VLERange: a range in between BidirectionalRange and RandomAccessRange

Jonathan M Davis jmdavisProg at gmx.com
Sat Jan 15 17:49:00 PST 2011


On Saturday 15 January 2011 04:24:33 Michel Fortin wrote:
> On 2011-01-15 05:03:20 -0500, Lutger Blijdestijn
> 
> <lutger.blijdestijn at gmail.com> said:
> > Nick Sabalausky wrote:
> >> "Andrei Alexandrescu" <SeeWebsiteForEmail at erdani.org> wrote in message
> >> news:ignon1$2p4k$1 at digitalmars.com...
> >> 
> >>> This may sometimes not be what the user expected; most of the time
> >>> they'd care about the code points.
> >> 
> >> I dunno, spir has succesfuly convinced me that most of the time it's
> >> graphemes the user cares about, not code points. Using code points is
> >> just as misleading as using UTF-16 code units.
> > 
> > I agree. This is a very informative thread, thanks spir and everybody
> > else.
> > 
> > Going back to the topic, it seems to me that a unicode string is a
> > surprisingly complicated data structure that can be viewed from multiple
> > types of ranges. In the light of this thread, a dchar doesn't seem like
> > such a useful type anymore, it is still a low level abstraction for the
> > purpose of correctly dealing with text. Perhaps even less useful, since
> > it gives the illusion of correctness for those who are not in the know.
> > 
> > The algorithms in std.string can be upgraded to work correctly with all
> > the issues mentioned, but the generic ones in std.algorithm will just
> > subtly do the wrong thing when presented with dchar ranges. And, as I
> > understood it, the purpose of a VleRange was exactly to make generic
> > algorithms just work (tm) for strings.
> > 
> > Is it still possible to solve this problem or are we stuck with
> > specialized string algorithms? Would it work if VleRange of string was a
> > bidirectional range with string slices of graphemes as the ElementType
> > and indexing with code units? Often used string algorithms could be
> > specialized for performance, but if not, generic algorithms would still
> > work.
> 
> I have my idea.
> 
> I think it'd be a good idea is to improve upon Andrei's first idea --
> which was to treat char[], wchar[], and dchar[] all as ranges of dchar
> elements -- by changing the element type to be the same as the string.
> For instance, iterating on a char[] would give you slices of char[],
> each having one grapheme.
> 
> The second component would be to make the string equality operator (==)
> for strings compare them in their normalized form, so that ("e" with
> combining acute accent) == (pre-combined "é").
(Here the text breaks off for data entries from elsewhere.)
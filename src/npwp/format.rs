//! NPWP parsing, validation report, and display formatting.

use std::fmt;
use std::str::FromStr;

use serde::{Deserialize, Serialize};

/// Number of digits in a canonical NPWP.
pub const NPWP_DIGITS: usize = 15;

/// Group widths of the display format `XX.XXX.XXX.X-XXX.XXX`.
const GROUPS: [usize; 6] = [2, 3, 3, 1, 3, 3];
/// Separator placed after each group except the last.
const SEPARATORS: [char; 5] = ['.', '.', '.', '-', '.'];

/// Error returned when an NPWP fails format validation.
#[derive(Debug, Clone)]
pub struct NpwpError {
    /// The invalid input value.
    pub value: String,
    /// Why the value failed validation.
    pub reason: String,
}

impl fmt::Display for NpwpError {
    fn fmt(&self, f: &mut fmt::Formatter<'_>) -> fmt::Result {
        write!(f, "invalid NPWP '{}': {}", self.value, self.reason)
    }
}

impl std::error::Error for NpwpError {}

/// The three positional segments of an NPWP.
#[derive(Debug, Clone, PartialEq, Eq, Serialize, Deserialize)]
pub struct NpwpComponents {
    /// Digits 1–9: taxpayer identifier (including the check digit).
    pub tax_id: String,
    /// Digits 10–12: registering tax office (KPP).
    pub office_code: String,
    /// Digits 13–15: taxpayer status (000 = head office).
    pub status_code: String,
}

impl NpwpComponents {
    /// Split 15 canonical digits into segments. `None` for any other length.
    pub fn from_digits(digits: &str) -> Option<Self> {
        if digits.len() != NPWP_DIGITS || !digits.bytes().all(|b| b.is_ascii_digit()) {
            return None;
        }
        Some(Self {
            tax_id: digits[..9].to_string(),
            office_code: digits[9..12].to_string(),
            status_code: digits[12..].to_string(),
        })
    }
}

/// Outcome of [`validate_npwp`]. Never an error: failures are listed in
/// `errors` so the caller can show every reason at once.
#[derive(Debug, Clone, PartialEq, Eq, Serialize, Deserialize)]
pub struct NpwpValidation {
    pub valid: bool,
    /// Input with every non-digit removed.
    pub digits: String,
    /// `XX.XXX.XXX.X-XXX.XXX`, present only when valid.
    pub formatted: Option<String>,
    pub components: Option<NpwpComponents>,
    pub errors: Vec<String>,
}

/// Validate an NPWP by format.
///
/// Separators, spaces and any other non-digit characters are ignored; the
/// remaining digits must number exactly 15.
pub fn validate_npwp(input: &str) -> NpwpValidation {
    let digits = strip_non_digits(input);

    let mut errors = Vec::new();
    if digits.is_empty() {
        errors.push("NPWP must not be empty".to_string());
    } else if digits.len() != NPWP_DIGITS {
        errors.push(format!(
            "NPWP must be exactly {NPWP_DIGITS} digits, got {}",
            digits.len()
        ));
    }

    if !errors.is_empty() {
        log::debug!("NPWP rejected: {}", errors.join("; "));
        return NpwpValidation {
            valid: false,
            digits,
            formatted: None,
            components: None,
            errors,
        };
    }

    NpwpValidation {
        valid: true,
        formatted: Some(format_npwp(&digits)),
        components: NpwpComponents::from_digits(&digits),
        digits,
        errors,
    }
}

/// Format an NPWP as `XX.XXX.XXX.X-XXX.XXX`.
///
/// Works on partial input: it emits the longest well-formed prefix, adding a
/// separator only once a digit follows it. Digits past the 15th are dropped.
pub fn format_npwp(input: &str) -> String {
    let digits: Vec<char> = input
        .chars()
        .filter(char::is_ascii_digit)
        .take(NPWP_DIGITS)
        .collect();

    let mut out = String::with_capacity(NPWP_DIGITS + SEPARATORS.len());
    let mut pos = 0;
    for (i, width) in GROUPS.iter().enumerate() {
        if pos >= digits.len() {
            break;
        }
        if i > 0 {
            out.push(SEPARATORS[i - 1]);
        }
        let end = (pos + width).min(digits.len());
        out.extend(&digits[pos..end]);
        pos = end;
    }
    out
}

fn strip_non_digits(input: &str) -> String {
    input.chars().filter(char::is_ascii_digit).collect()
}

/// A format-valid NPWP, stored as its 15 canonical digits.
///
/// Displays and serializes in the dotted form.
#[derive(Debug, Clone, PartialEq, Eq, Hash, Serialize, Deserialize)]
#[serde(try_from = "String", into = "String")]
pub struct Npwp(String);

impl Npwp {
    /// Parse any separator style into a canonical NPWP.
    pub fn parse(input: &str) -> Result<Self, NpwpError> {
        let report = validate_npwp(input);
        if report.valid {
            Ok(Self(report.digits))
        } else {
            Err(NpwpError {
                value: input.into(),
                reason: report.errors.join("; "),
            })
        }
    }

    /// The 15 digits without separators.
    pub fn digits(&self) -> &str {
        &self.0
    }

    pub fn components(&self) -> NpwpComponents {
        NpwpComponents {
            tax_id: self.0[..9].to_string(),
            office_code: self.0[9..12].to_string(),
            status_code: self.0[12..].to_string(),
        }
    }
}

impl fmt::Display for Npwp {
    fn fmt(&self, f: &mut fmt::Formatter<'_>) -> fmt::Result {
        f.write_str(&format_npwp(&self.0))
    }
}

impl FromStr for Npwp {
    type Err = NpwpError;

    fn from_str(s: &str) -> Result<Self, Self::Err> {
        Self::parse(s)
    }
}

impl TryFrom<String> for Npwp {
    type Error = NpwpError;

    fn try_from(value: String) -> Result<Self, Self::Error> {
        Self::parse(&value)
    }
}

impl From<Npwp> for String {
    fn from(npwp: Npwp) -> Self {
        npwp.to_string()
    }
}
#![no_main]

use libfuzzer_sys::fuzz_target;

fuzz_target!(|data: &[u8]| {
    if let Ok(s) = std::str::from_utf8(data) {
        // Any config that loads must survive a serialize → load round trip.
        if let Ok(config) = pajak::core::TaxConfig::from_json_str(s) {
            let json = serde_json::to_string(&config).unwrap();
            let reloaded = pajak::core::TaxConfig::from_json_str(&json).unwrap();
            assert_eq!(reloaded, config);
        }
    }
});
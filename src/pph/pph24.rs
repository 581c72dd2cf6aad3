//! PPh Pasal 24 — credit for tax paid abroad.
//!
//! The credit is capped at the Indonesian tax on the same income. Any excess
//! is reported as non-creditable and is not carried anywhere.

use rust_decimal::Decimal;
use serde::{Deserialize, Serialize};

use crate::core::money::{require_non_negative, require_positive, require_rate};
use crate::core::{PajakError, Pph24Config};

/// Country with a tax treaty (P3B) with Indonesia.
#[derive(Debug, Clone, Copy, PartialEq, Eq, Serialize)]
pub struct TreatyPartner {
    /// ISO 3166-1 alpha-2.
    pub code: &'static str,
    /// Indonesian country name.
    pub name: &'static str,
}

const fn partner(code: &'static str, name: &'static str) -> TreatyPartner {
    TreatyPartner { code, name }
}

const TREATY_PARTNERS: &[TreatyPartner] = &[
    partner("AT", "Austria"),
    partner("AU", "Australia"),
    partner("BE", "Belgia"),
    partner("CA", "Kanada"),
    partner("CH", "Swiss"),
    partner("CN", "China"),
    partner("DE", "Jerman"),
    partner("DK", "Denmark"),
    partner("FR", "Perancis"),
    partner("GB", "Inggris"),
    partner("IN", "India"),
    partner("IT", "Italia"),
    partner("JP", "Jepang"),
    partner("KR", "Korea Selatan"),
    partner("MY", "Malaysia"),
    partner("NL", "Belanda"),
    partner("NO", "Norwegia"),
    partner("PH", "Filipina"),
    partner("SE", "Swedia"),
    partner("SG", "Singapura"),
    partner("TH", "Thailand"),
    partner("US", "Amerika Serikat"),
    partner("VN", "Vietnam"),
];

/// Known treaty partners, sorted by code.
pub fn treaty_partners() -> &'static [TreatyPartner] {
    TREATY_PARTNERS
}

/// Upper-case, trim, and map the `UK` alias to `GB`.
pub fn normalize_country_code(code: &str) -> String {
    let code = code.trim().to_ascii_uppercase();
    if code == "UK" {
        "GB".to_string()
    } else {
        code
    }
}

/// Treaty withholding rate for `country_code`, or the default rate when the
/// country has no listed rate.
pub fn treaty_rate(country_code: &str, config: &Pph24Config) -> Decimal {
    let code = normalize_country_code(country_code);
    match config.treaty_rates.get(&code) {
        Some(&rate) => rate,
        None => {
            log::warn!(
                "no treaty rate for country '{code}', using default {}",
                config.default_treaty_rate
            );
            config.default_treaty_rate
        }
    }
}

/// Foreign tax, given either as an amount or as a rate on the foreign income.
#[derive(Debug, Clone, Copy, PartialEq, Serialize, Deserialize)]
#[serde(rename_all = "snake_case")]
pub enum ForeignTax {
    /// Amount paid, in the foreign currency.
    Paid(Decimal),
    /// Fraction of the foreign income.
    Rate(Decimal),
}

/// PPh 24 calculation input. Foreign amounts are in the foreign currency and
/// converted with `exchange_rate` (rupiah per unit).
#[derive(Debug, Clone, PartialEq, Serialize, Deserialize)]
pub struct Pph24Input {
    pub foreign_income: Decimal,
    pub foreign_tax: ForeignTax,
    pub country_code: String,
    pub exchange_rate: Decimal,
}

impl Pph24Input {
    /// Input with amounts already in rupiah (exchange rate 1).
    pub fn new(
        foreign_income: Decimal,
        foreign_tax: ForeignTax,
        country_code: impl Into<String>,
    ) -> Self {
        Self {
            foreign_income,
            foreign_tax,
            country_code: country_code.into(),
            exchange_rate: Decimal::ONE,
        }
    }

    pub fn exchange_rate(mut self, rate: Decimal) -> Self {
        self.exchange_rate = rate;
        self
    }
}

/// PPh 24 calculation result. Monetary fields are in rupiah.
#[derive(Debug, Clone, PartialEq, Serialize, Deserialize)]
pub struct Pph24Result {
    pub foreign_income: Decimal,
    pub exchange_rate: Decimal,
    pub income_idr: Decimal,
    pub foreign_tax_paid: Decimal,
    /// Normalized ISO code.
    pub country_code: String,
    /// Indonesian name of the treaty partner, if the country is one.
    pub treaty_partner: Option<String>,
    /// True when the country has its own entry in the treaty rate table.
    pub treaty_listed: bool,
    pub treaty_rate: Decimal,
    /// `income_idr × treaty_rate`; what the source country may withhold under the treaty.
    pub treaty_withholding_limit: Decimal,
    pub domestic_rate: Decimal,
    /// `income_idr × domestic_rate`; the credit cap.
    pub domestic_tax: Decimal,
    /// `min(foreign_tax_paid, domestic_tax)`.
    pub creditable_tax: Decimal,
    /// `foreign_tax_paid − creditable_tax`.
    pub non_creditable_tax: Decimal,
    /// `creditable_tax / income_idr`.
    pub effective_credit_rate: Decimal,
}

/// Calculate the PPh 24 foreign tax credit.
pub fn calculate_pph24(
    input: &Pph24Input,
    config: &Pph24Config,
) -> Result<Pph24Result, PajakError> {
    config.validate()?;
    require_positive("foreign_income", "foreign income", input.foreign_income)?;
    require_positive("exchange_rate", "exchange rate", input.exchange_rate)?;
    let foreign_tax = match input.foreign_tax {
        ForeignTax::Paid(amount) => {
            require_non_negative("foreign_tax_paid", "foreign tax paid", amount)?;
            amount
        }
        ForeignTax::Rate(rate) => {
            require_rate("foreign_tax_rate", "foreign tax rate", rate)?;
            input.foreign_income * rate
        }
    };

    let income_idr = to_rupiah(input.foreign_income, input.exchange_rate)?;
    require_positive("foreign_income", "foreign income in rupiah", income_idr)?;
    let foreign_tax_paid = to_rupiah(foreign_tax, input.exchange_rate)?;

    let country_code = normalize_country_code(&input.country_code);
    let treaty_listed = config.treaty_rates.contains_key(&country_code);
    let treaty_rate = treaty_rate(&country_code, config);
    let treaty_partner = TREATY_PARTNERS
        .iter()
        .find(|p| p.code == country_code)
        .map(|p| p.name.to_string());

    let domestic_tax = income_idr * config.domestic_rate;
    let creditable_tax = foreign_tax_paid.min(domestic_tax);

    log::debug!(
        "PPh 24: country={country_code} income_idr={income_idr} paid={foreign_tax_paid} \
         cap={domestic_tax} credit={creditable_tax}"
    );

    Ok(Pph24Result {
        foreign_income: input.foreign_income,
        exchange_rate: input.exchange_rate,
        income_idr,
        foreign_tax_paid,
        country_code,
        treaty_partner,
        treaty_listed,
        treaty_rate,
        treaty_withholding_limit: income_idr * treaty_rate,
        domestic_rate: config.domestic_rate,
        domestic_tax,
        creditable_tax,
        non_creditable_tax: foreign_tax_paid - creditable_tax,
        effective_credit_rate: creditable_tax / income_idr,
    })
}

fn to_rupiah(amount: Decimal, exchange_rate: Decimal) -> Result<Decimal, PajakError> {
    amount.checked_mul(exchange_rate).ok_or_else(|| {
        PajakError::invalid(
            "exchange_rate",
            format!("{amount} at exchange rate {exchange_rate} is out of range"),
        )
    })
}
I think this would make
> D support for Unicode much more intuitive.
> 
> This implies some semantic changes, mainly that everywhere you write a
> "character" you must use double-quotes (string "a") instead of single
> quote (code point 'a'), but from the user's point of view that's pretty
> much all there is to change.
> 
> There'll still be plenty of room for specialized algorithms, but their
> purpose would be limited to optimization. Correctness would be taken
> care of by the basic range interface, and foreach should follow suit
> and iterate by grapheme by default.
> 
> I wrote this example (or something similar) earlier in this thread:
> 
> 	foreach (grapheme; "exposé")
> 		if (grapheme == "é")
> 			break;
> 
> In this example, even if one of these two strings use the pre-combined
> form of "é" and the other uses a combining acute accent, the equality
> would still hold since foreach iterates on full graphemes and ==
> compares using normalization.
> 
> The important thing to keep in mind here is that the grapheme-splitting
> algorithm should be optimized for the case where there is no combining
> character and the compare algorithm for the case where the string is
> already normalized, since most strings will exhibit these
> characteristics.
> 
> As for ASCII, we could make it easier to use ubyte[] for it by making
> string literals implicitly convert to ubyte[] if all their characters
> are in ASCII range.

I think that that would cause definite problems. Having the element type of the 
range be the same type as the range seems like it could cause a lot of problems 
in std.algorithm and the like, and it's _definitely_ going to confuse 
programmers. I'd expect it to be highly bug-prone. They _need_ to be separate 
types.

Now, given that dchar can't actually work completely as an element type, you'd 
either need the string type to be a new type or the element type to be a new 
type. So, either the string type has char[], wchar[], or dchar[] for its element 
type, or char[], wchar[], and dchar[] have something like uchar as their element 
type, where uchar is a struct which contains a char[], wchar[], or dchar[] which 
holds a single grapheme.

I think that it's a great idea that programmers try to use substrings and slices 
rather than dchar, but making the element type a slice the original type sounds 
like it's really asking for trouble.